La valeur d’une vie musulmane ne vaut- elle plus rien ?

Si donc la valeur d’une vie musulmane ne vaut plus rien aujourd’hui dans le champ visuel médiatique qui compte, celui contrôlé par les Etats, ce n’est pas l’effet du hasard, mais celui d’un effort continu pour discréditer idéologiquement les populations cibles, qui s’est renforcé aux Etats Unis d’Amérique de l’action des lobbys sionistes la plupart du temps chrétiens, et qui a visé les Doyens des institutions universitaires les plus réputées lorsqu’il est devenu évident que les étudiants, juifs et non juifs, devenaient critiques de l’action de leur gouvernement et de son soutien au génocide.

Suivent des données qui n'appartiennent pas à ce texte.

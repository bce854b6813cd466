//! Turns extracted records into a laid-out product document.

pub mod pdf;

use crate::error::Result;
use crate::results::Record;
use image::DynamicImage;
use std::path::Path;

pub use pdf::PdfLayout;

pub const NO_IMAGE: &str = "No Image";
pub const IMAGE_ERROR: &str = "Image error";
pub const NO_LINK: &str = "No product link available";
pub const LINK_LABEL: &str = "View Product";

/// Vertical gap between two product blocks, in points
pub const BLOCK_SPACING_PT: f32 = 12.0;

/// Left cell of a product block
#[derive(Debug, Clone)]
pub enum ImageCell {
    Picture(DynamicImage),
    Placeholder(&'static str),
}

/// Last line of the text cell
#[derive(Debug, Clone, PartialEq, Eq)]
pub enum LinkCell {
    Link(String),
    Placeholder(&'static str),
}

/// One product row: picture beside title, price and link
#[derive(Debug, Clone)]
pub struct Block {
    pub image: ImageCell,
    /// Rendered in bold
    pub title: String,
    pub price_line: String,
    pub link: LinkCell,
}

impl Block {
    /// Builds the block for a record, substituting placeholders for absent fields
    pub fn from_record(record: &Record) -> Self {
        let image = match &record.image {
            None => ImageCell::Placeholder(NO_IMAGE),
            Some(bytes) => match image::load_from_memory(bytes) {
                Ok(picture) => ImageCell::Picture(picture),
                Err(e) => {
                    ::log::debug!("Undecodable image for {:?}: {}", record.title, e);
                    ImageCell::Placeholder(IMAGE_ERROR)
                }
            },
        };

        let link = match &record.link {
            Some(url) => LinkCell::Link(url.clone()),
            None => LinkCell::Placeholder(NO_LINK),
        };

        Self {
            image,
            title: record.title.clone(),
            price_line: format!("Price: {}", record.price),
            link,
        }
    }
}

/// Items a layout engine flows onto pages
#[derive(Debug, Clone)]
pub enum Flowable {
    Block(Block),
    /// Vertical space, in points
    Spacer(f32),
}

/// Flows blocks onto pages and writes the result
pub trait LayoutEngine {
    fn push(&mut self, flowable: Flowable);

    /// Composes every pushed flowable and persists the document at `path`
    fn render_to(&mut self, path: &Path) -> Result<()>;
}

/// Collects records as blocks and hands them to a layout engine
pub struct DocumentAssembler<L: LayoutEngine> {
    engine: L,
    blocks: usize,
}

impl<L: LayoutEngine> DocumentAssembler<L> {
    pub fn new(engine: L) -> Self {
        Self { engine, blocks: 0 }
    }

    /// Appends the record's block followed by the standard spacing
    pub fn add_record(&mut self, record: &Record) {
        self.engine.push(Flowable::Block(Block::from_record(record)));
        self.engine.push(Flowable::Spacer(BLOCK_SPACING_PT));
        self.blocks += 1;
    }

    pub fn block_count(&self) -> usize {
        self.blocks
    }

    /// Renders the document. Consumes the assembler, so a document is written at most once.
    pub fn finalize(mut self, path: impl AsRef<Path>) -> Result<L> {
        let path = path.as_ref();
        self.engine.render_to(path)?;
        ::log::info!("Document with {} products saved as {}", self.blocks, path.display());
        Ok(self.engine)
    }
}
pub mod listing;

pub use listing::{CrawlOrchestrator, CrawlState};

Un génocide? Certainement ! La délégation sud-africaine a fourni à la Cour de Justice International un dossier riche dont les arguments sont étayés autant par des considérations juridiques que les témoignages issus du terrain. Et la Cour Pénale Internationale a inculpé le Premier ministre israélien Netanyahu et son ancien ministre de guerre, Galland, de crime contre l’humanité.

A l’heure des bilans, si on ne peut pas prétendre que l’armée israélienne a subi une défaite même si le mythe de l’inviolabilité du sanctuaire israélien n’a pas survécu face aux missiles en provenance du Yémen, la mine défaite des ministres israéliens annonçant la conclusion de l’accord avec les ennemis qu’ils s’étaient juré d’abattre prouve qu’il ne s’agit pas de victoire. 

Il est encore trop tôt pour connaître les raisons qui ont poussé Netanyahu à accepter  maintenant ce à quoi il s’est toujours opposé avec acharnement.

Si défaite il y a, elle ne peut que concerner la classe politique occidentale qui a allègrement démontré à sa propre opinion publique le peu de cas qu’elle fait des valeurs humaines universelles dont elle tire sa légitimité, sa fierté, et sa propension à critiquer ceux qui selon elle ne les respectent pas.     

* Médecin de libre pratique.

‘Une étrange défaite: Sur le consentement à l’écrasement de Gaza’’ de Didier Fassin,  éditions La Découverte, Paris, le 5 septembre 2024, 198 pages.